The officer who shot Babbitt was not identified.
“Recognizing the tragic loss of life and offering condolences to Ms. Babbitt’s family, the US Attorney and the US Department of Justice have therefore closed the investigation into this case,” said the Department of Justice.
Babbitt had served in the military for more than a decade, including active duty in the Air Force and years in the Air Force Reserve and Air National Guard.
Her uncle, Anthony Mazziott Jr., said she was a Trump supporter and a military police officer who had been sent to Afghanistan several times. “She loved people, loved her friends, and loved her country,” said Anthony Mazziott Jr. to CBS partner KFMB.

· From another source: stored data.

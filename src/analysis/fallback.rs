//! The safe fallback analysis
//!
//! Returned whenever the orchestrator exhausts every attempt. The value
//! satisfies the full output schema so downstream consumers never have to
//! special-case it.

use crate::analysis::types::{
    ActionCategory, ActionItem, AnalysisResult, Emotion, EmotionLabel, ResponseMessage, RiskLevel,
};

/// Catalog id of the default soothing-music recommendation
pub const DEFAULT_ACTION_ID: &str = "music-001";

/// The default safe action injected when no valid recommendation survives
/// post-processing (and the one action the fallback analysis carries)
pub fn default_safe_action() -> ActionItem {
    ActionItem {
        id: DEFAULT_ACTION_ID.to_string(),
        category: ActionCategory::Music,
        title: "A quiet song to settle down with".to_string(),
        description: "Slow, gentle music can help your mind come back to rest while you gather \
                      your thoughts."
            .to_string(),
        evidence_id: None,
    }
}

/// The fixed analysis served when no live model invocation succeeds
///
/// One low-confidence "confused" emotion, an apologetic summary and
/// response, the default soothing-music action, and low risk.
pub fn fallback_analysis() -> AnalysisResult {
    AnalysisResult {
        emotions: vec![Emotion {
            label: EmotionLabel::Confused,
            score: 0.5,
        }],
        summary: "I couldn't quite understand how you're feeling right now.".to_string(),
        needs: "A calmer moment, and another chance to put it into words.".to_string(),
        response: ResponseMessage {
            empathy: "I'm sorry I couldn't read your feelings properly this time. What you wrote \
                      still matters, and so do you."
                .to_string(),
            advice: "Take a slow breath and try telling me again, maybe with a little more about \
                     what happened."
                .to_string(),
            theory_tags: None,
        },
        actions: vec![default_safe_action()],
        risk_level: RiskLevel::Low,
    }
}

#[cfg(test)]
mod tests {
    use super::*;
    use crate::analysis::schema::validate_analysis;

    #[test]
    fn test_fallback_satisfies_output_schema() {
        let value = serde_json::to_value(fallback_analysis()).expect("should serialize");
        let validated = validate_analysis(value).expect("fallback must be schema-valid");
        assert_eq!(validated, fallback_analysis());
    }

    #[test]
    fn test_fallback_round_trips_through_the_parse_pipeline() {
        let serialized = serde_json::to_string(&fallback_analysis()).unwrap();
        let value = crate::analysis::sanitize::parse(&serialized).expect("should parse");
        let validated = validate_analysis(value).expect("should validate");
        assert_eq!(validated, fallback_analysis());
    }

    #[test]
    fn test_default_action_id_passes_format_filter() {
        assert!(crate::analysis::postprocess::is_valid_action_id(
            DEFAULT_ACTION_ID
        ));
    }
}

The station reported that she left the military last year and ran a pool business with her husband, and her social media presence indicated that used up far-right misinformation.

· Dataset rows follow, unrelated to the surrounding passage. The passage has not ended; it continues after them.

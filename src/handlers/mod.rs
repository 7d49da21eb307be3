//! HTTP request handlers for the Moodlens API

use crate::analysis::backoff::BackoffPolicy;
use crate::analysis::orchestrator::Orchestrator;
use crate::config::Config;
use crate::error::{AppError, AppResult};
use crate::metrics::Metrics;
use crate::provider::{GeminiInvoker, ModelInvoker};
use std::sync::Arc;
use std::time::Duration;

pub mod analyze;
pub mod health;
pub mod metrics;

/// Application state shared across all handlers
///
/// Contains configuration, the long-lived orchestrator (which owns the
/// process-wide rotation pointer), and metrics. All fields are Arc'd for
/// cheap cloning across Axum handlers.
#[derive(Clone)]
pub struct AppState {
    config: Arc<Config>,
    orchestrator: Arc<Orchestrator>,
    metrics: Arc<Metrics>,
}

impl AppState {
    /// Create AppState from configuration, reading the provider API key
    /// from the configured environment variable
    pub fn new(config: Config) -> AppResult<Self> {
        let preset = config.active_preset();
        let invoker = Arc::new(GeminiInvoker::from_config(
            &config.provider,
            preset.attempt_timeout(),
        )?);
        Self::with_invoker(config, invoker)
    }

    /// Create AppState with an explicit invoker
    ///
    /// Used by tests to drive the full HTTP surface with scripted or
    /// mock-server invokers instead of live provider credentials.
    pub fn with_invoker(config: Config, invoker: Arc<dyn ModelInvoker>) -> AppResult<Self> {
        let metrics = Arc::new(
            Metrics::new().map_err(|e| AppError::Internal(format!("metrics registry: {e}")))?,
        );

        let preset = config.active_preset();
        let orchestrator = Arc::new(Orchestrator::new(
            invoker,
            preset.models().to_vec(),
            preset.max_retries(),
            BackoffPolicy::from(&config.backoff),
            metrics.clone(),
        ));

        Ok(Self {
            config: Arc::new(config),
            orchestrator,
            metrics,
        })
    }

    /// Get reference to the configuration
    pub fn config(&self) -> &Config {
        &self.config
    }

    /// Get reference to the orchestrator
    pub fn orchestrator(&self) -> &Orchestrator {
        &self.orchestrator
    }

    /// Get reference to the metrics collector
    pub fn metrics(&self) -> &Metrics {
        &self.metrics
    }

    /// The hard end-to-end ceiling for one analyze request
    pub fn request_ceiling(&self) -> Duration {
        Duration::from_secs(self.config.server.request_ceiling_seconds)
    }
}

Babbitt was one of five people who died in the assault on the Capitol. The Chief Medical Examiner’s DC officer said last week that two men in the riot, 55-year-old Kevin Greeson and 50-year-old Benjamin Phillips, died of complications from hypertensive heart disease, and a 34-year-old woman Roseanne Boyland died. to acute amphetamine intoxication.
The medical examiner has not yet revealed the cause of death for officer Brian Sicknick, who died after responding to the January 6 riots. Two men became arrested because he allegedly attacked Sicknick with a chemical spray.